The cops start narrowing down the suspects and judging what is true in the case long before they send plainclothes officers around the block canvassing the neighbors. The father is beyond distraught, and McNair does a good job of showing a man who was already damaged before the incident. He is afraid for his kids. He is afraid of his wife, Lucy Purcell (Mamie Gummer). He is an open wound and the questioning reveals he was that way long before the kids missed the curfew.

Hays was known as Purple Hays when he served in Vietnam. He was a long range tracker. His unit could “drop him in a jungle for a week and he’ll come out with scalps.” He has his own ways and goes his own way. On a case like this, his partner tells the parents he is the only person he would trust. Detective West is very progressive for a southern cop. He appears to genuinely like, appreciate and respect his partner, and is very forward thinking in how he interacts with working women. He proclaims himself a lifelong bachelor and is not too proud to pay for sex. He says he’s a feminist, and if they want to sell a piece of ass, he is not going to restrain their trade.

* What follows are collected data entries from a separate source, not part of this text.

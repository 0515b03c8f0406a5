//! Host collaborator boundary.
//!
//! The interpreter never owns drawing state. Everything it reads or changes in
//! the editor goes through the traits below, which the embedding application
//! implements over its real entity store, command state machine, settings and
//! console. [`MemoryHost`] is a complete in-memory implementation used by the
//! test-suite and the REPL demo.

use std::fmt;
use std::time::Duration;

mod memory;

pub use memory::{CommandEvent, Drawing, MemoryHost};

/// Opaque identifier of an entity in the host store
#[derive(Debug, Clone, Copy, PartialEq, Eq, Hash, PartialOrd, Ord)]
pub struct EntityId(pub u64);

#[derive(Debug, Clone, Copy, PartialEq, Default)]
pub struct Point {
    pub x: f64,
    pub y: f64,
}

impl Point {
    pub fn new(x: f64, y: f64) -> Self {
        Point { x, y }
    }
}

/// Geometry of a drawable entity. Angles are stored in degrees.
#[derive(Debug, Clone, PartialEq)]
pub enum Shape {
    Line {
        start: Point,
        end: Point,
    },
    Circle {
        center: Point,
        radius: f64,
    },
    Arc {
        center: Point,
        radius: f64,
        start_angle: f64,
        end_angle: f64,
    },
    Polyline {
        vertices: Vec<Point>,
        closed: bool,
    },
    Text {
        position: Point,
        height: f64,
        rotation: f64,
        content: String,
    },
}

impl Shape {
    /// Association-list type name (group code 0)
    pub fn type_name(&self) -> &'static str {
        match self {
            Shape::Line { .. } => "LINE",
            Shape::Circle { .. } => "CIRCLE",
            Shape::Arc { .. } => "ARC",
            Shape::Polyline { .. } => "LWPOLYLINE",
            Shape::Text { .. } => "TEXT",
        }
    }
}

/// Entity state without an identity, as passed to `add` and `update`
#[derive(Debug, Clone, PartialEq)]
pub struct EntityData {
    pub layer: String,
    pub shape: Shape,
}

/// Entity as stored by the host
#[derive(Debug, Clone, PartialEq)]
pub struct Entity {
    pub id: EntityId,
    pub layer: String,
    pub shape: Shape,
}

impl Entity {
    pub fn data(&self) -> EntityData {
        EntityData {
            layer: self.layer.clone(),
            shape: self.shape.clone(),
        }
    }
}

/// Style tag attached to every line written to the host console
#[derive(Debug, Clone, Copy, PartialEq, Eq)]
pub enum LogStyle {
    /// `princ`/`print` output
    Output,
    /// Echo of a batch result
    Result,
    /// Input prompts
    Prompt,
    Error,
    /// `alert` boxes
    Alert,
}

/// Value of a named CAD runtime setting
#[derive(Debug, Clone, PartialEq)]
pub enum SysVarValue {
    Number(f64),
    Text(String),
}

/// Failure reported by a host collaborator
#[derive(Debug, Clone, PartialEq)]
pub struct HostError(pub String);

impl HostError {
    pub fn new(message: impl Into<String>) -> Self {
        HostError(message.into())
    }
}

impl fmt::Display for HostError {
    fn fmt(&self, f: &mut fmt::Formatter<'_>) -> fmt::Result {
        write!(f, "{}", self.0)
    }
}

impl From<HostError> for crate::Error {
    fn from(err: HostError) -> Self {
        crate::Error::HostBridge(err.0)
    }
}

pub trait EntityStore {
    fn get(&self, id: EntityId) -> Option<Entity>;
    fn add(&mut self, data: EntityData, skip_undo: bool) -> EntityId;
    fn update(&mut self, id: EntityId, data: EntityData, skip_undo: bool) -> Result<(), HostError>;
    fn remove(&mut self, id: EntityId, skip_undo: bool) -> Result<(), HostError>;
    fn remove_many(&mut self, ids: &[EntityId], skip_undo: bool);
    fn save_undo_checkpoint(&mut self, label: &str);
    /// All entity ids in creation order
    fn ids(&self) -> Vec<EntityId>;
}

pub trait CommandDispatcher {
    /// Run a command to completion with all of its arguments at once
    fn execute(&mut self, name: &str, args: &[String]) -> Result<(), HostError>;
    fn start_command(&mut self, name: &str) -> Result<(), HostError>;
    fn handle_click(&mut self, point: Point);
    fn handle_input(&mut self, text: &str);
    fn cancel_command(&mut self);

    /// Let host-side command state settle between sub-steps
    fn settle(&mut self, pacing: Duration) {
        if !pacing.is_zero() {
            std::thread::sleep(pacing);
        }
    }
}

/// Geometry queries. The default bodies are plain planar math; hosts with their
/// own geometry kernel override them.
pub trait Geometry {
    fn distance(&self, a: Point, b: Point) -> f64 {
        (b.x - a.x).hypot(b.y - a.y)
    }

    /// Angle of the direction from `a` to `b`, in radians within `[0, 2π)`
    fn angle(&self, a: Point, b: Point) -> f64 {
        (b.y - a.y).atan2(b.x - a.x).rem_euclid(std::f64::consts::TAU)
    }

    fn polar(&self, origin: Point, angle: f64, distance: f64) -> Point {
        Point::new(
            origin.x + distance * angle.cos(),
            origin.y + distance * angle.sin(),
        )
    }

    /// Intersection of the lines through `a1`-`a2` and `b1`-`b2`. With
    /// `on_segment` the point must lie on both segments.
    fn intersect(&self, a1: Point, a2: Point, b1: Point, b2: Point, on_segment: bool) -> Option<Point> {
        let d1 = (a2.x - a1.x, a2.y - a1.y);
        let d2 = (b2.x - b1.x, b2.y - b1.y);
        let denom = d1.0 * d2.1 - d1.1 * d2.0;
        if denom.abs() < 1e-12 {
            return None;
        }
        let t = ((b1.x - a1.x) * d2.1 - (b1.y - a1.y) * d2.0) / denom;
        let u = ((b1.x - a1.x) * d1.1 - (b1.y - a1.y) * d1.0) / denom;
        if on_segment && !((0.0..=1.0).contains(&t) && (0.0..=1.0).contains(&u)) {
            return None;
        }
        Some(Point::new(a1.x + t * d1.0, a1.y + t * d1.1))
    }
}

pub trait Settings {
    fn get_var(&self, name: &str) -> Option<SysVarValue>;
    fn set_var(&mut self, name: &str, value: SysVarValue) -> Result<(), HostError>;
}

pub trait LogSink {
    fn log(&mut self, text: &str, style: LogStyle);
}

/// Everything the interpreter needs from the editor
pub trait Host: EntityStore + CommandDispatcher + Geometry + Settings + LogSink {
    fn request_redraw(&mut self) {}
}

#[cfg(test)]
#[expect(clippy::unwrap_used)] // test code OK
mod tests {
    use super::*;

    struct PlainGeometry;
    impl Geometry for PlainGeometry {}

    fn assert_close(a: f64, b: f64) {
        assert!((a - b).abs() < 1e-9, "{a} != {b}");
    }

    #[test]
    fn test_default_geometry() {
        let g = PlainGeometry;
        let origin = Point::new(0.0, 0.0);

        assert_close(g.distance(origin, Point::new(3.0, 4.0)), 5.0);
        assert_close(g.angle(origin, Point::new(0.0, 1.0)), std::f64::consts::FRAC_PI_2);
        assert_close(g.angle(origin, Point::new(0.0, -1.0)), 1.5 * std::f64::consts::PI);

        let p = g.polar(Point::new(1.0, 1.0), 0.0, 2.0);
        assert_close(p.x, 3.0);
        assert_close(p.y, 1.0);
    }

    #[test]
    fn test_intersection() {
        let g = PlainGeometry;
        let hit = g
            .intersect(
                Point::new(0.0, 0.0),
                Point::new(10.0, 10.0),
                Point::new(0.0, 10.0),
                Point::new(10.0, 0.0),
                true,
            )
            .unwrap();
        assert_close(hit.x, 5.0);
        assert_close(hit.y, 5.0);

        // Parallel lines never meet
        assert!(
            g.intersect(
                Point::new(0.0, 0.0),
                Point::new(1.0, 0.0),
                Point::new(0.0, 1.0),
                Point::new(1.0, 1.0),
                false
            )
            .is_none()
        );

        // Extended lines meet outside the segments
        let a1 = Point::new(0.0, 0.0);
        let a2 = Point::new(1.0, 0.0);
        let b1 = Point::new(5.0, -1.0);
        let b2 = Point::new(5.0, 1.0);
        assert!(g.intersect(a1, a2, b1, b2, true).is_none());
        let far = g.intersect(a1, a2, b1, b2, false).unwrap();
        assert_close(far.x, 5.0);
    }
}
//! cadlisp - LISP-family macro interpreter embedded in a 2D CAD editor
//!
//! This crate implements the scripting language used to automate drawing work:
//! a tokenizer, a recursive-descent parser, a tree-walking evaluator with a fixed
//! set of special forms, a table of roughly one hundred native builtins, and an
//! asynchronous input broker that lets a script pause while the user picks a
//! point or types a value in the host UI.
//!
//! ```lisp
//! (defun sq (x) (* x x))          ; named function
//! (setq r (sq 5))                 ; global assignment
//! (setq p (getpoint "Center: "))  ; suspends until the host resolves the request
//! (entmake (list (list 0 "CIRCLE") (list 10 (car p)) (list 20 (cadr p)) (list 40 r)))
//! ```
//!
//! ## Evaluation model
//!
//! - Numbers are 64-bit floats, symbols are canonicalized to uppercase
//! - `nil` and the empty list are the only falsy values
//! - `setq` always writes the global frame; closures capture a snapshot of
//!   their defining environment
//! - Builtins take precedence over closures, which take precedence over `defun`
//!   functions
//!
//! ## Suspension
//!
//! [`interpreter::Interpreter::execute`] returns an [`interpreter::Execution`], a
//! future that only ever waits on the [`broker::InputBroker`]. The host either
//! awaits it in its own executor or drives it with
//! [`interpreter::Execution::step`], answering each
//! [`broker::InputRequest`] through [`broker::InputBroker::resolve`].
//!
//! ## Modules
//!
//! - `lexer` / `parser`: script text to tokens to forms
//! - `environment`: local and global variable frames
//! - `evaluator`: special forms and function application
//! - `builtinops`: the native builtin registry
//! - `marshal`: entity to association-list conversion
//! - `broker`: the single-slot pending input request
//! - `host`: collaborator traits and the in-memory reference host
//! - `interpreter`: the interpreter instance and its execution handle

use std::fmt;

/// Default maximum parsing depth, limiting nested lists and quote chains
pub const MAX_PARSE_DEPTH: usize = 256;

/// Default maximum evaluation depth, limiting nested forms and recursive calls
pub const MAX_EVAL_DEPTH: usize = 1024;

/// A failure raised while turning script text into tokens.
#[derive(Debug, PartialEq, Clone)]
pub struct LexError {
    pub message: String,
    /// Byte offset of the offending input
    pub offset: usize,
    /// Context snippet from the input showing where the error occurred (max 60 chars)
    pub context: Option<String>,
}

impl LexError {
    /// Create a LexError with context extracted from input at a given offset
    pub fn with_context(message: impl Into<String>, input: &str, error_offset: usize) -> Self {
        const MAX_CONTEXT: usize = 60;

        let context_start = error_offset.saturating_sub(20);
        let context_str: String = input
            .chars()
            .skip(context_start)
            .take(MAX_CONTEXT)
            .collect();

        let mut display_context = String::new();
        if context_start > 0 {
            display_context.push_str("[...]");
        }
        display_context.push_str(&context_str);
        if context_start + context_str.len() < input.len() {
            display_context.push_str("[...]");
        }

        let display_context = display_context.replace('\n', "\\n").replace('\r', "");

        LexError {
            message: message.into(),
            offset: error_offset,
            context: Some(display_context),
        }
    }
}

/// Error types for the interpreter
#[derive(Debug, Clone, PartialEq)]
pub enum Error {
    LexError(LexError),
    SyntaxError(String),
    UnknownFunction(String),
    HostBridge(String),
    EvalError(String),
    TypeError(String),
    ArityError {
        expected: usize,
        got: usize,
        expression: Option<String>,
    },
    /// A pending input request was replaced by a newer one before being resolved
    InputOrphaned(String),
}

impl Error {
    /// Create an ArityError without expression context
    pub fn arity_error(expected: usize, got: usize) -> Self {
        Error::ArityError {
            expected,
            got,
            expression: None,
        }
    }

    /// Create an ArityError naming the function that was called
    pub fn arity_error_with_expr(expected: usize, got: usize, expression: String) -> Self {
        Error::ArityError {
            expected,
            got,
            expression: Some(expression),
        }
    }
}

impl fmt::Display for Error {
    fn fmt(&self, f: &mut fmt::Formatter) -> fmt::Result {
        match self {
            Error::LexError(e) => {
                write!(f, "LexError: {} at offset {}", e.message, e.offset)?;
                if let Some(context) = &e.context {
                    write!(f, "\nContext: {context}")?;
                }
                Ok(())
            }
            Error::SyntaxError(msg) => write!(f, "SyntaxError: {msg}"),
            Error::UnknownFunction(name) => write!(f, "UnknownFunction: no function definition: {name}"),
            Error::HostBridge(msg) => write!(f, "HostBridgeError: {msg}"),
            Error::EvalError(msg) => write!(f, "EvaluationError: {msg}"),
            Error::TypeError(msg) => write!(f, "Type error: {msg}"),
            Error::ArityError {
                expected,
                got,
                expression,
            } => match expression {
                Some(expr) => write!(
                    f,
                    "ArityError: {expr}: expected {expected} arguments, got {got}"
                ),
                None => write!(
                    f,
                    "ArityError: function expected {expected} arguments but got {got}"
                ),
            },
            Error::InputOrphaned(kind) => {
                write!(f, "InputOrphaned: {kind} request was replaced before it was answered")
            }
        }
    }
}

impl std::error::Error for Error {}

pub mod ast;
pub mod broker;
pub mod builtinops;
pub mod config;
pub mod environment;
pub mod evaluator;
pub mod host;
pub mod interpreter;
pub mod lexer;
pub mod marshal;
pub mod parser;

pub use ast::{Form, Value};
pub use broker::{InputBroker, InputKind, InputRequest};
pub use config::InterpreterConfig;
pub use host::{Host, MemoryHost};
pub use interpreter::{Execution, Interpreter, Step};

Ali and Dorff are a great pairing. They play off each other like Abbott and Costello at times. Dorff brings a jaded optimism into work with his coffee and donuts. Ali brings a dour straight face. Sometimes he looks like he’d love to start a fight, just waiting for the right trigger. But he does it with such a slow burn he lets the opportunities fizzle before the spark. Dorff’s Roland West isn’t spoiling for a fight, but you can tell he’d happily jump in if his partner so much as twitched an eyebrow. This doesn’t only apply to the people around them. Hays and West could go at it with each other, but not with malice, just to keep themselves in shape. Violence is a game and they are athletes.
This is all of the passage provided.